= WORK TO COMPLETE =
What is the number of lines below that contain the string "await"? Give it and nothing else.

--*--

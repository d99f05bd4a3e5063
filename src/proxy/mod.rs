//! Core request forwarding handler.
//!
//! [`forward_handler`] is the Axum fallback that receives every
//! non-`/health` request. Multipart requests go through [`decode`],
//! [`transform`] and [`encode`] before being streamed upstream by
//! [`pipe`]; any other body is forwarded untouched. The upstream
//! response is streamed back by [`relay`].

pub mod decode;
pub mod encode;
pub mod headers;
pub mod pipe;
pub mod relay;
pub mod transform;

use std::convert::Infallible;
use std::net::SocketAddr;
use std::sync::atomic::Ordering;
use std::sync::Arc;

use axum::extract::{ConnectInfo, Request, State};
use axum::http::request::Parts;
use axum::http::{header, HeaderMap, HeaderValue, Method, Uri};
use axum::response::{IntoResponse, Response};
use http_body_util::{BodyExt, Full};

use crate::error::{is_length_limit, ProxyError};
use crate::server::{AppState, ProxyBody};
use encode::EncodedForm;

const MULTIPART_FORM_DATA: &str = "multipart/form-data";

/// Case-sensitive substring match on the raw `Content-Type` value.
#[must_use]
pub fn is_multipart(content_type: &str) -> bool {
    content_type.contains(MULTIPART_FORM_DATA)
}

pub async fn forward_handler(
    State(state): State<Arc<AppState>>,
    ConnectInfo(addr): ConnectInfo<SocketAddr>,
    request: Request,
) -> Response {
    let correlation_id = request
        .headers()
        .get("x-correlation-id")
        .and_then(|v| v.to_str().ok())
        .map_or_else(|| uuid::Uuid::new_v4().to_string(), String::from);
    let method = request.method().clone();
    let path = request.uri().path().to_string();

    tracing::info!(
        correlation_id = %correlation_id,
        method = %method,
        path = %path,
        "request received"
    );

    match proxy_request(&state, addr, request, &correlation_id).await {
        Ok(response) => {
            state.stats.forwarded.fetch_add(1, Ordering::Relaxed);
            tracing::info!(
                correlation_id = %correlation_id,
                status = response.status().as_u16(),
                "upstream responded"
            );
            response
        }
        Err(e) => {
            if e.is_rejection() {
                state.stats.rejected.fetch_add(1, Ordering::Relaxed);
                tracing::warn!(
                    correlation_id = %correlation_id,
                    method = %method,
                    path = %path,
                    error = %e,
                    "request rejected"
                );
            } else {
                state.stats.failed.fetch_add(1, Ordering::Relaxed);
                tracing::error!(
                    correlation_id = %correlation_id,
                    method = %method,
                    path = %path,
                    error = %e,
                    "proxying failed"
                );
            }
            let mut response = e.into_response();
            if let Ok(val) = HeaderValue::from_str(&correlation_id) {
                response.headers_mut().insert("x-correlation-id", val);
            }
            response
        }
    }
}

async fn proxy_request(
    state: &AppState,
    addr: SocketAddr,
    request: Request,
    correlation_id: &str,
) -> Result<Response, ProxyError> {
    let target = &state.config.target;
    let uri = target.upstream_uri(request.uri().path_and_query())?;
    let method = request.method().clone();
    let client_ip = addr.ip().to_string();
    let mut outbound_headers =
        headers::build_forwarded_headers(request.headers(), &client_ip, target, correlation_id);

    let multipart = request
        .headers()
        .get(header::CONTENT_TYPE)
        .and_then(|v| v.to_str().ok())
        .is_some_and(is_multipart);

    let upstream = if multipart {
        // Everything that can reject the request happens before the first
        // outbound byte.
        let form = decode::decode(request).await?;
        let form = transform::transform(form, &state.config.schema_name)?;
        let encoded = EncodedForm::encode(&form);
        let content_length = encoded.content_length();
        if content_length.is_none() {
            tracing::warn!(
                correlation_id = %correlation_id,
                "body length not computable, sending chunked"
            );
        }
        headers::set_body_headers(&mut outbound_headers, &encoded.content_type(), content_length);

        tracing::debug!(
            correlation_id = %correlation_id,
            fields = form.fields.len(),
            files = form.files.len(),
            content_length = ?content_length,
            "forwarding rewritten multipart body"
        );

        let head = outbound_head(method, uri, outbound_headers);
        let chunks = encoded.into_chunks().into_iter().map(Ok::<_, Infallible>);
        pipe::forward(&state.http_client, head, content_length, chunks).await?
    } else {
        let body = axum::body::to_bytes(request.into_body(), state.max_body)
            .await
            .map_err(|e| {
                if is_length_limit(&e) {
                    ProxyError::PayloadTooLarge {
                        source: Box::new(e),
                    }
                } else {
                    ProxyError::Body {
                        source: Box::new(e),
                    }
                }
            })?;

        tracing::debug!(
            correlation_id = %correlation_id,
            bytes = body.len(),
            "forwarding body unchanged"
        );

        let head = outbound_head(method, uri, outbound_headers);
        let body: ProxyBody = Full::new(body).map_err(|never| match never {}).boxed();
        state
            .http_client
            .request(hyper::Request::from_parts(head, body))
            .await
            .map_err(|e| ProxyError::Upstream {
                source: Box::new(e),
            })?
    };

    Ok(relay::relay(upstream, correlation_id))
}

fn outbound_head(method: Method, uri: Uri, headers: HeaderMap) -> Parts {
    let (mut head, ()) = hyper::Request::new(()).into_parts();
    head.method = method;
    head.uri = uri;
    head.headers = headers;
    head
}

--*--

= EXPECTED ANSWER =
5